Thursday, 26 November 2009
Is The Road In Trouble?
A couple of reviews of the Road I have scoured whilst surfing movie sites in between bouts of stealing their ideas, have been decidedly or at least gingerly negative. 6 months ago, I would have called this a lock to be my favorite film of 2010 (love those British release dates) in part because if the terrific source novel from No Country For old Men writer Cormac McCarthy; in part because of my love for post-apocalyptic fiction, in all forms of media, but particularly film; and in part because it comes from John Hillcoat, the director of the distinctly under-rated Aussie western The Proposition which was the kind of film to make you an instant lifelong fan of anything the director puts out. But. Bad reviews are seemingly easy to ignore for the majority of humanity, but being the dangerously obssessive consumer of film criticism that I am, its left me concerned. Not in a I'm going to rip the shit out of you, your mother and your cat in the comments section kind of way, but perhaps in the way viewers felt about half way through Godfather part three, that sense of docile disappointment and sense of loss. Almost as if we were denied the movie we felt we deserved and rather then make us angry it just makes us resign in depressing acceptance.

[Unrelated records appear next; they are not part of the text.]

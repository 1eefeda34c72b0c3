use thiserror::Error;

pub type Result<T> = std::result::Result<T, DecodeError>;

/// Failures at the edges of the decoder. The tick path itself never fails.
#[derive(Debug, Clone, PartialEq, Error)]
pub enum DecodeError {
    #[error("invalid tick period: {0} seconds")]
    InvalidTickPeriod(f32),
    #[error("signal {index} has invalid duration {seconds}")]
    InvalidSignal { index: usize, seconds: f32 },
    #[error("invalid WPM: {0}")]
    InvalidWpm(i32),
}
// WebAssembly bindings for the morse-rx decoder
use morse_rx::types::*;
use morse_rx::{replay, timing, MorseDecoder};
use wasm_bindgen::prelude::*;

#[macro_use]
mod support;

// Console logging for debugging
macro_rules! console_log {
    ($($t:tt)*) => (web_sys::console::log_1(&JsValue::from_str(&format!($($t)*))))
}

/// Live decoding session driven one sample at a time from JavaScript.
#[wasm_bindgen(js_name = MorseDecoder)]
pub struct MorseDecoderJs {
    inner: MorseDecoder<String>,
}

impl Default for MorseDecoderJs {
    fn default() -> Self {
        Self::new()
    }
}

#[wasm_bindgen(js_class = MorseDecoder)]
impl MorseDecoderJs {
    #[wasm_bindgen(constructor)]
    pub fn new() -> MorseDecoderJs {
        MorseDecoderJs {
            inner: MorseDecoder::with_sink(String::new()),
        }
    }

    /// Feed one key sample; returns any text decoded on this tick.
    #[wasm_bindgen(js_name = onTick)]
    pub fn on_tick(&mut self, key_down: bool) -> String {
        self.inner.on_tick(key_down);
        std::mem::take(self.inner.sink_mut())
    }

    /// Release the key long enough to resolve any pending character.
    pub fn finish(&mut self) -> String {
        self.inner.finish();
        std::mem::take(self.inner.sink_mut())
    }

    pub fn reset(&mut self) {
        self.inner.reset();
        self.inner.sink_mut().clear();
    }

    #[wasm_bindgen(getter)]
    pub fn transcript(&self) -> String {
        self.inner.transcript().to_string()
    }

    #[wasm_bindgen(getter)]
    pub fn unit_ticks(&self) -> u32 {
        self.inner.classifier().unit_duration()
    }

    #[wasm_bindgen(getter)]
    pub fn estimated_wpm(&self) -> u32 {
        self.inner.classifier().estimated_rate()
    }
}

#[wasm_bindgen]
pub struct MorseKeyingResult {
    signals: Vec<MorseSignal>,
}

impl From<Vec<MorseSignal>> for MorseKeyingResult {
    fn from(signals: Vec<MorseSignal>) -> Self {
        Self { signals }
    }
}

#[wasm_bindgen]
impl MorseKeyingResult {
    #[wasm_bindgen(getter)]
    pub fn length(&self) -> usize {
        self.signals.len()
    }

    /// The intervals as an array of `{ on, seconds }` objects.
    pub fn signals(&self) -> Result<JsValue, JsValue> {
        serde_wasm_bindgen::to_value(&self.signals).map_err(JsValue::from)
    }
}

wasm_fn! {
    /// Synthesize key intervals for `text`.
    pub fn generate_keying(text: &str, config_json: &str) -> Result<MorseKeyingResult, JsValue>
    with timing::morse_timing, MorseTimingParams, MorseKeyingResult::from
}

#[wasm_bindgen]
pub struct MorseDecodeResultJs {
    result: MorseDecodeResult,
}

#[wasm_bindgen]
impl MorseDecodeResultJs {
    #[wasm_bindgen(getter)]
    pub fn text(&self) -> String {
        self.result.text.clone()
    }

    #[wasm_bindgen(getter)]
    pub fn unit_ticks(&self) -> u32 {
        self.result.unit_ticks
    }

    #[wasm_bindgen(getter)]
    pub fn estimated_wpm(&self) -> u32 {
        self.result.estimated_wpm
    }

    #[wasm_bindgen(getter)]
    pub fn ticks_processed(&self) -> f64 {
        self.result.ticks_processed as f64
    }

    #[wasm_bindgen(getter)]
    pub fn characters_decoded(&self) -> u32 {
        self.result.characters_decoded
    }

    #[wasm_bindgen(getter)]
    pub fn unknown_characters(&self) -> u32 {
        self.result.unknown_characters
    }
}

#[wasm_bindgen]
pub fn decode_morse_signals(
    signals_json: &str,
    config_json: &str,
) -> Result<MorseDecodeResultJs, JsValue> {
    let signals: Vec<MorseSignal> = serde_json::from_str(signals_json)
        .map_err(|e| JsValue::from_str(&format!("Invalid signals JSON: {}", e)))?;

    let params = support::parse_with_defaults::<MorseDecodeParams>(config_json);

    let result = replay::decode_signals(&signals, &params)
        .map_err(|e| JsValue::from_str(&e.to_string()))?;

    console_log!(
        "decoded {} signals into {} characters",
        signals.len(),
        result.characters_decoded
    );

    Ok(MorseDecodeResultJs { result })
}
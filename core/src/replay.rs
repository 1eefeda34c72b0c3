// Replay recorded key activity through a fresh decoding session.
use crate::assembler::OutputSink;
use crate::decoder::MorseDecoder;
use crate::error::{DecodeError, Result};
use crate::types::{MorseDecodeParams, MorseDecodeResult, MorseSignal};
use tracing::debug;

/// Whole ticks covered by `seconds` at the given sampling period (nearest).
/// `None` for negative, non-finite or out-of-range durations.
pub fn signal_ticks(seconds: f32, tick_seconds: f32) -> Option<u32> {
    let ticks = (f64::from(seconds) / f64::from(tick_seconds)).round();
    if ticks.is_finite() && (0.0..=f64::from(u32::MAX)).contains(&ticks) {
        Some(ticks as u32)
    } else {
        None
    }
}

/// Expand timed intervals into per-tick key states.
pub fn signals_to_ticks<'a>(
    signals: &'a [MorseSignal],
    params: &MorseDecodeParams,
) -> Result<impl Iterator<Item = bool> + 'a> {
    let tick_seconds = params.tick_seconds;
    if !(tick_seconds.is_finite() && tick_seconds > 0.0) {
        return Err(DecodeError::InvalidTickPeriod(tick_seconds));
    }
    if let Some((index, signal)) = signals
        .iter()
        .enumerate()
        .find(|(_, s)| s.seconds < 0.0 || signal_ticks(s.seconds, tick_seconds).is_none())
    {
        return Err(DecodeError::InvalidSignal {
            index,
            seconds: signal.seconds,
        });
    }

    Ok(signals.iter().flat_map(move |signal| {
        let ticks = signal_ticks(signal.seconds, tick_seconds).unwrap_or(0);
        std::iter::repeat(signal.on).take(ticks as usize)
    }))
}

/// Run `ticks` through `decoder`, then flush the last character.
pub fn replay_into<S, I>(decoder: &mut MorseDecoder<S>, ticks: I) -> u64
where
    S: OutputSink,
    I: IntoIterator<Item = bool>,
{
    let mut processed = 0u64;
    for key_down in ticks {
        decoder.on_tick(key_down);
        processed += 1;
    }
    processed + u64::from(decoder.finish())
}

/// Decode a complete tick log. The end of input counts as the key being released.
pub fn decode_ticks<I: IntoIterator<Item = bool>>(ticks: I) -> MorseDecodeResult {
    let mut decoder = MorseDecoder::new();
    let ticks_processed = replay_into(&mut decoder, ticks);
    summarize(&decoder, ticks_processed)
}

/// Decode timed key intervals sampled at `params.tick_seconds`.
pub fn decode_signals(
    signals: &[MorseSignal],
    params: &MorseDecodeParams,
) -> Result<MorseDecodeResult> {
    let ticks = signals_to_ticks(signals, params)?;
    let result = decode_ticks(ticks);
    debug!(
        signals = signals.len(),
        ticks = result.ticks_processed,
        unit_ticks = result.unit_ticks,
        "signals decoded"
    );
    Ok(result)
}

/// Snapshot of a session as a [`MorseDecodeResult`].
pub fn summarize<S: OutputSink>(
    decoder: &MorseDecoder<S>,
    ticks_processed: u64,
) -> MorseDecodeResult {
    let classifier = decoder.classifier();
    let assembler = decoder.assembler();
    MorseDecodeResult {
        text: assembler.transcript().to_string(),
        unit_ticks: classifier.unit_duration(),
        estimated_wpm: classifier.estimated_rate(),
        ticks_processed,
        characters_decoded: assembler.characters_decoded(),
        unknown_characters: assembler.unknown_characters(),
    }
}

#[cfg(test)]
mod tests {
    use super::*;
    use crate::timing::morse_timing;
    use crate::types::MorseTimingParams;

    fn signal(on: bool, seconds: f32) -> MorseSignal {
        MorseSignal { on, seconds }
    }

    #[test]
    fn test_empty_input() {
        let result = decode_ticks(std::iter::empty());
        assert_eq!(result, MorseDecodeResult::default());
    }

    #[test]
    fn test_decode_signals_i() {
        let params = MorseDecodeParams::default();
        let signals = vec![
            signal(true, 0.010),
            signal(false, 0.010),
            signal(true, 0.010),
            signal(false, 0.200),
        ];
        let result = decode_signals(&signals, &params).unwrap();
        assert_eq!(result.text, "i");
        assert_eq!(result.unit_ticks, 10);
        assert_eq!(result.characters_decoded, 1);
        assert_eq!(result.ticks_processed, 230);
        // 1200 / 10 is past the plausibility ceiling
        assert_eq!(result.estimated_wpm, 0);
    }

    #[test]
    fn test_trailing_character_is_flushed() {
        let params = MorseDecodeParams::default();
        let signals = vec![signal(true, 0.060), signal(false, 0.060), signal(true, 0.180)];
        let result = decode_signals(&signals, &params).unwrap();
        assert_eq!(result.text, "a");
        assert_eq!(result.estimated_wpm, 20);
        assert_eq!(result.ticks_processed, 300 + 120);
    }

    #[test]
    fn test_tick_period_scales_durations() {
        let signals = vec![signal(true, 0.060), signal(false, 0.060), signal(true, 0.060)];
        let coarse = MorseDecodeParams { tick_seconds: 0.01 };
        let result = decode_signals(&signals, &coarse).unwrap();
        assert_eq!(result.text, "i");
        assert_eq!(result.unit_ticks, 6);
    }

    #[test]
    fn test_invalid_inputs() {
        let bad_period = MorseDecodeParams { tick_seconds: 0.0 };
        assert_eq!(
            decode_signals(&[], &bad_period),
            Err(DecodeError::InvalidTickPeriod(0.0))
        );

        let params = MorseDecodeParams::default();
        let signals = vec![signal(true, 0.05), signal(false, -1.0)];
        assert_eq!(
            decode_signals(&signals, &params),
            Err(DecodeError::InvalidSignal {
                index: 1,
                seconds: -1.0
            })
        );
    }

    #[test]
    fn test_interval_longer_than_tick_counter_is_rejected() {
        let params = MorseDecodeParams::default();
        // 1e7 s at 1 ms is 1e10 ticks, past u32::MAX
        let signals = vec![signal(true, 0.01), signal(false, 1.0e7)];
        assert_eq!(
            decode_signals(&signals, &params).err(),
            Some(DecodeError::InvalidSignal {
                index: 1,
                seconds: 1.0e7
            })
        );
        assert_eq!(signal_ticks(4.0e9, 1.0), Some(4_000_000_000));
        assert_eq!(signal_ticks(5.0e9, 1.0), None);
        assert_eq!(signal_ticks(f32::INFINITY, 0.001), None);
        assert_eq!(signal_ticks(f32::NAN, 0.001), None);
    }

    #[test]
    fn test_synthesized_keying_round_trip_drops_leading_symbols() {
        // 20 WPM at 1 ms ticks: 60-tick dots, 180-tick character gaps.
        // Every character after the first loses its first symbol.
        let signals = morse_timing("sos", &MorseTimingParams::default()).unwrap();
        let result = decode_signals(&signals, &MorseDecodeParams::default()).unwrap();
        assert_eq!(result.text, "smi");
        assert_eq!(result.unit_ticks, 60);
        assert_eq!(result.estimated_wpm, 20);
    }
}
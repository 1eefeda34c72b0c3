//! morse-rx - decode recorded key activity into text
//!
//! Reads a tick log (`1` = key down, `0` = key up, one character per sampling
//! period, anything else ignored) or a JSON array of `{ "on", "seconds" }`
//! intervals, runs it through a decoding session and streams the decoded text
//! to stdout. Diagnostics go to stderr via `RUST_LOG`.

use std::fs;
use std::io::{self, Read, Write};
use std::path::PathBuf;

use anyhow::{Context, Result};
use clap::{Parser, ValueEnum};
use morse_rx::{
    replay, timing, MorseDecodeParams, MorseDecoder, MorseSignal, MorseTimingParams, OutputSink,
};
use tracing::{debug, info};

#[derive(Clone, Copy, Debug, PartialEq, Eq, ValueEnum)]
enum InputFormat {
    /// One character per tick
    Ticks,
    /// JSON array of timed intervals
    Signals,
}

/// Command-line arguments for morse-rx
#[derive(Parser, Debug)]
#[command(name = "morse-rx")]
#[command(about = "Decode Morse key activity into text")]
#[command(version)]
struct Args {
    /// Input file (stdin when omitted)
    #[arg(short, long, env = "MORSE_RX_INPUT")]
    input: Option<PathBuf>,

    /// Input format
    #[arg(short, long, value_enum, default_value = "ticks")]
    format: InputFormat,

    /// Key this text with ITU timing instead of reading input
    #[arg(long, conflicts_with = "input")]
    text: Option<String>,

    /// Keying speed for --text
    #[arg(long, default_value = "20", env = "MORSE_RX_WPM")]
    wpm: i32,

    /// Sampling period in milliseconds
    #[arg(long, default_value = "1", env = "MORSE_RX_TICK_MS")]
    tick_ms: f32,

    /// Print a JSON summary instead of streaming text
    #[arg(long)]
    json: bool,
}

/// Writes each emission straight to stdout. The first write error is kept
/// and reported once decoding stops.
struct StdoutSink {
    out: io::Stdout,
    enabled: bool,
    error: Option<io::Error>,
}

impl OutputSink for StdoutSink {
    fn emit(&mut self, text: &str) {
        if !self.enabled || self.error.is_some() {
            return;
        }
        let mut out = self.out.lock();
        if let Err(e) = out.write_all(text.as_bytes()).and_then(|_| out.flush()) {
            self.error = Some(e);
        }
    }
}

fn read_input(path: Option<&PathBuf>) -> Result<String> {
    match path {
        Some(path) => fs::read_to_string(path)
            .with_context(|| format!("Failed to read {}", path.display())),
        None => {
            let mut input = String::new();
            io::stdin()
                .read_to_string(&mut input)
                .context("Failed to read stdin")?;
            Ok(input)
        }
    }
}

fn parse_tick_log(input: &str) -> impl Iterator<Item = bool> + '_ {
    input.bytes().filter_map(|b| match b {
        b'1' => Some(true),
        b'0' => Some(false),
        _ => None,
    })
}

fn main() -> Result<()> {
    tracing_subscriber::fmt()
        .with_env_filter(
            tracing_subscriber::EnvFilter::try_from_default_env()
                .unwrap_or_else(|_| tracing_subscriber::EnvFilter::new("info")),
        )
        .with_writer(io::stderr)
        .init();

    let args = Args::parse();
    let params = MorseDecodeParams {
        tick_seconds: args.tick_ms / 1000.0,
    };

    let mut decoder = MorseDecoder::with_sink(StdoutSink {
        out: io::stdout(),
        enabled: !args.json,
        error: None,
    });
    info!(tick_ms = args.tick_ms, "decoder ready");

    let ticks_processed = if let Some(text) = &args.text {
        let timing_params = MorseTimingParams {
            wpm: args.wpm,
            ..Default::default()
        };
        let signals = timing::morse_timing(text, &timing_params)
            .context("Failed to synthesize keying")?;
        debug!(signals = signals.len(), "keying synthesized");
        let ticks = replay::signals_to_ticks(&signals, &params)?;
        replay::replay_into(&mut decoder, ticks)
    } else {
        let input = read_input(args.input.as_ref())?;
        match args.format {
            InputFormat::Ticks => replay::replay_into(&mut decoder, parse_tick_log(&input)),
            InputFormat::Signals => {
                let signals: Vec<MorseSignal> =
                    serde_json::from_str(&input).context("Invalid signals JSON")?;
                let ticks = replay::signals_to_ticks(&signals, &params)?;
                replay::replay_into(&mut decoder, ticks)
            }
        }
    };

    let result = replay::summarize(&decoder, ticks_processed);
    let sink = decoder.into_sink();
    if let Some(e) = sink.error {
        return Err(e).context("Failed to write decoded text");
    }

    if args.json {
        println!("{}", serde_json::to_string_pretty(&result)?);
    } else {
        println!();
    }

    info!(
        ticks = result.ticks_processed,
        characters = result.characters_decoded,
        unknown = result.unknown_characters,
        unit_ticks = result.unit_ticks,
        wpm = result.estimated_wpm,
        "decoding finished"
    );

    Ok(())
}
// Adaptive timing classifier.
// Counts consecutive key-down / key-up ticks and classifies each finished press
// against a unit duration learned online from the most recent dot.
use crate::types::{MorseSymbol, TickEvents};
use tracing::{debug, trace};

/// A press up to this many units (as a ratio, 3/2) is a dot.
const DOT_MAX_NUM: u64 = 3;
const DOT_MAX_DEN: u64 = 2;
/// A press longer than this many units is a dash.
const DASH_MIN_UNITS: u64 = 2;
/// Release length, in units, that ends a character.
const CHARACTER_GAP_UNITS: u64 = 2;
/// Release length, in units, that ends a word.
const WORD_GAP_UNITS: u64 = 100;
/// Standard PARIS conversion: WPM = 1200 / dot milliseconds.
const RATE_NUMERATOR: u32 = 1200;
/// Calibrations implying a faster rate than this are discarded.
const MAX_PLAUSIBLE_WPM: u32 = 90;

/// Tick-driven classifier state. All fields start at zero; `Default` is a fresh session.
#[derive(Debug, Clone, Default, PartialEq, Eq)]
pub struct TimingClassifier {
    press_ticks: u32,
    release_ticks: u32,
    last_press_duration: u32,
    last_release_duration: u32,
    unit_duration: u32,
    estimated_rate: u32,
    // A symbol was forwarded since the last character boundary
    symbols_pending: bool,
    // At least one character boundary has resolved a code
    character_decoded: bool,
}

impl TimingClassifier {
    pub fn new() -> Self {
        Self::default()
    }

    /// Consume one key-state sample. Constant time, never allocates.
    pub fn on_tick(&mut self, key_down: bool) -> TickEvents {
        let mut events = TickEvents::default();

        if key_down {
            self.press_ticks = self.press_ticks.saturating_add(1);
            if self.press_ticks == 1 {
                self.last_release_duration = self.release_ticks;
                self.release_ticks = 0;
            }
            return events;
        }

        self.release_ticks = self.release_ticks.saturating_add(1);
        if self.release_ticks == 1 {
            events.symbol = self.end_press();
        }

        let release = u64::from(self.release_ticks);
        let unit = u64::from(self.unit_duration);

        if unit > 0 && release == CHARACTER_GAP_UNITS * unit {
            self.end_character();
            events.character_boundary = true;
        }

        if unit > 0 && release == WORD_GAP_UNITS * unit && self.character_decoded {
            trace!(release_ticks = self.release_ticks, "word boundary");
            events.word_boundary = true;
        }

        events
    }

    // Falling edge: classify the press that just ended.
    fn end_press(&mut self) -> Option<MorseSymbol> {
        // Session opened with the key up; nothing was pressed
        if self.press_ticks == 0 {
            return None;
        }

        let duration = self.press_ticks;
        self.last_press_duration = duration;
        self.press_ticks = 0;

        if self.unit_duration == 0 {
            self.unit_duration = duration;
            debug!(unit_ticks = duration, "unit duration calibrated");
        }

        let press = u64::from(duration);
        let unit = u64::from(self.unit_duration);

        let symbol = if press * DOT_MAX_DEN <= unit * DOT_MAX_NUM {
            self.unit_duration = duration;
            MorseSymbol::Dot
        } else if press > DASH_MIN_UNITS * unit {
            MorseSymbol::Dash
        } else {
            trace!(press_ticks = duration, unit_ticks = self.unit_duration, "ambiguous press dropped");
            return None;
        };

        // A long preceding gap suppresses the append, even for the first
        // symbol of a new character.
        let gap_limit = CHARACTER_GAP_UNITS * u64::from(self.unit_duration);
        if u64::from(self.last_release_duration) >= gap_limit {
            trace!(
                ?symbol,
                gap_ticks = self.last_release_duration,
                "symbol after long gap not appended"
            );
            return None;
        }

        trace!(?symbol, press_ticks = duration, "symbol formed");
        self.symbols_pending = true;
        Some(symbol)
    }

    fn end_character(&mut self) {
        self.estimated_rate = RATE_NUMERATOR / self.unit_duration;
        if self.estimated_rate > MAX_PLAUSIBLE_WPM {
            debug!(
                rate = self.estimated_rate,
                unit_ticks = self.unit_duration,
                "implausible rate, clamping"
            );
            self.estimated_rate = 0;
            self.press_ticks = 0;
        }

        if self.symbols_pending {
            self.character_decoded = true;
            self.symbols_pending = false;
        }
    }

    /// True while the stream could still produce a character boundary for
    /// the current press/release, i.e. feeding key-up ticks will reach one.
    pub fn awaiting_character_boundary(&self) -> bool {
        if self.press_ticks > 0 {
            return true;
        }
        let unit = u64::from(self.unit_duration);
        unit > 0 && u64::from(self.release_ticks) < CHARACTER_GAP_UNITS * unit
    }

    pub fn reset(&mut self) {
        *self = Self::default();
    }

    pub fn press_ticks(&self) -> u32 {
        self.press_ticks
    }

    pub fn release_ticks(&self) -> u32 {
        self.release_ticks
    }

    pub fn last_press_duration(&self) -> u32 {
        self.last_press_duration
    }

    pub fn last_release_duration(&self) -> u32 {
        self.last_release_duration
    }

    /// Current dot estimate in ticks; 0 until the first press completes.
    pub fn unit_duration(&self) -> u32 {
        self.unit_duration
    }

    pub fn is_calibrated(&self) -> bool {
        self.unit_duration > 0
    }

    /// Informational WPM estimate (1200 / unit), refreshed at each character boundary.
    pub fn estimated_rate(&self) -> u32 {
        self.estimated_rate
    }

    pub fn character_decoded(&self) -> bool {
        self.character_decoded
    }
}
use crate::assembler::{NullSink, OutputSink, SymbolAssembler};
use crate::classifier::TimingClassifier;
use crate::types::TickEvents;

/// One decoding session: a classifier feeding an assembler feeding a sink.
///
/// Independent sessions share nothing; the symbol table is static.
#[derive(Debug, Clone, Default)]
pub struct MorseDecoder<S: OutputSink = NullSink> {
    classifier: TimingClassifier,
    assembler: SymbolAssembler,
    sink: S,
}

impl MorseDecoder<NullSink> {
    pub fn new() -> Self {
        Self::with_sink(NullSink)
    }
}

impl<S: OutputSink> MorseDecoder<S> {
    pub fn with_sink(sink: S) -> Self {
        Self {
            classifier: TimingClassifier::new(),
            assembler: SymbolAssembler::new(),
            sink,
        }
    }

    /// Advance one sampling period. Events are applied to the assembler in
    /// priority order and also returned to the caller.
    pub fn on_tick(&mut self, key_down: bool) -> TickEvents {
        let events = self.classifier.on_tick(key_down);
        if let Some(symbol) = events.symbol {
            self.assembler.on_symbol_formed(symbol);
        }
        if events.character_boundary {
            self.assembler.on_character_boundary(&mut self.sink);
        }
        if events.word_boundary {
            self.assembler.on_word_boundary(&mut self.sink);
        }
        events
    }

    /// Treat the input as ended with the key up: feed key-up ticks until the
    /// current character boundary is reached. Returns the ticks fed.
    pub fn finish(&mut self) -> u32 {
        let mut fed = 0;
        while self.classifier.awaiting_character_boundary() {
            self.on_tick(false);
            fed += 1;
        }
        fed
    }

    /// Back to a fresh session. The sink is kept.
    pub fn reset(&mut self) {
        self.classifier.reset();
        self.assembler.reset();
    }

    pub fn transcript(&self) -> &str {
        self.assembler.transcript()
    }

    pub fn classifier(&self) -> &TimingClassifier {
        &self.classifier
    }

    pub fn assembler(&self) -> &SymbolAssembler {
        &self.assembler
    }

    pub fn sink(&self) -> &S {
        &self.sink
    }

    pub fn sink_mut(&mut self) -> &mut S {
        &mut self.sink
    }

    pub fn into_sink(self) -> S {
        self.sink
    }
}
// Config parsing and wrapper generation shared by the exported functions
use serde::de::DeserializeOwned;

/// Deserialize a JS-supplied config object.
///
/// Config is advisory: an empty string, `{}` or JSON that does not fit `T`
/// all fall back to `T::default()`. Fields are defaulted individually, so a
/// partial object only overrides what it names.
pub fn parse_with_defaults<T: DeserializeOwned + Default>(config_json: &str) -> T {
    let config_json = config_json.trim();
    if config_json.is_empty() || config_json == "{}" {
        return T::default();
    }
    serde_json::from_str(config_json).unwrap_or_default()
}

/// Export `fn(text, config_json)` over a core function `fn(&str, &Config) -> Result<T, E>`.
///
/// The config goes through [`parse_with_defaults`], `Ok` values are mapped
/// with the given wrapper, and any `E: Display` (the core's `DecodeError`)
/// is thrown to JavaScript as its message string.
#[macro_export]
macro_rules! wasm_fn {
    (
        $(#[$meta:meta])*
        $vis:vis fn $name:ident($text:ident: &str, $config:ident: &str)
        -> Result<$result:ty, JsValue>
        with $core_fn:path, $config_type:ty, $result_wrapper:expr
    ) => {
        #[wasm_bindgen]
        $(#[$meta])*
        $vis fn $name($text: &str, $config: &str) -> Result<$result, JsValue> {
            let params = $crate::support::parse_with_defaults::<$config_type>($config);
            $core_fn($text, &params)
                .map($result_wrapper)
                .map_err(|e| JsValue::from_str(&e.to_string()))
        }
    };
}

#[cfg(test)]
mod tests {
    use super::*;
    use morse_rx::{MorseDecodeParams, MorseTimingParams};

    #[test]
    fn test_empty_and_invalid_config_use_defaults() {
        let params: MorseDecodeParams = parse_with_defaults("");
        assert_eq!(params.tick_seconds, 0.001);
        let params: MorseDecodeParams = parse_with_defaults("not json");
        assert_eq!(params.tick_seconds, 0.001);
    }

    #[test]
    fn test_whitespace_around_empty_object_uses_defaults() {
        let params: MorseTimingParams = parse_with_defaults("  {}\n");
        assert_eq!(params.wpm, 20);
    }

    #[test]
    fn test_partial_config_overlays_defaults() {
        let params: MorseTimingParams = parse_with_defaults(r#"{"wpm": 30}"#);
        assert_eq!(params.wpm, 30);
        assert_eq!(params.humanization_factor, 0.0);
        let params: MorseDecodeParams = parse_with_defaults(r#"{"tickSeconds": 0.005}"#);
        assert_eq!(params.tick_seconds, 0.005);
    }
}
use thiserror::Error;

#[derive(Error, Debug, Clone, PartialEq)]
pub enum FormulaError {
    #[error("Formula parse error in '{0}': {1}")]
    Parse(String, String),

    #[error("Unknown function: {0}")]
    UnknownFunction(String),

    #[error("Function '{function}' error: {message}")]
    FunctionError { function: String, message: String },

    #[error("Type error: {0}")]
    TypeError(String),

    #[error("Division by zero")]
    DivisionByZero,

    #[error("Expression nested too deeply (limit {0})")]
    TooDeep(usize),
}

impl FormulaError {
    pub(crate) fn function(function: &str, message: impl Into<String>) -> Self {
        FormulaError::FunctionError {
            function: function.to_string(),
            message: message.into(),
        }
    }
}
use serde::{Deserialize, Serialize};

/// The declared type of a table column.
#[derive(Debug, Clone, Copy, PartialEq, Eq, Serialize, Deserialize, Default)]
#[serde(rename_all = "lowercase")]
pub enum FieldType {
    #[default]
    Text,
    Number,
    Boolean,
    Date,
    Datetime,
    Json,
}

/// One column of a table schema.
#[derive(Debug, Clone, PartialEq, Eq, Serialize, Deserialize)]
pub struct FieldSchema {
    pub name: String,
    #[serde(rename = "type", default)]
    pub field_type: FieldType,
    #[serde(default)]
    pub required: bool,
}

impl FieldSchema {
    pub fn new(name: impl Into<String>, field_type: FieldType) -> Self {
        Self {
            name: name.into(),
            field_type,
            required: false,
        }
    }

    pub fn required(mut self) -> Self {
        self.required = true;
        self
    }
}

Now this is merely speculation and the movie is sitting at an OK but not great 70% on rotten tomatoes, and if I find the movie amazing, and I can't tell you how much I hope I do, this is all moot. But hype, being the son of a bitch that it is, is hard to ignore. Be it good or bad you go in with it ever present in your mind and just as we'll all take our seats next month expecting Avatar to once and for all deck to the face James Cameron's career, I'll go into this film whenever that might be expecting disappointment, which in many ways ruins it before its begun.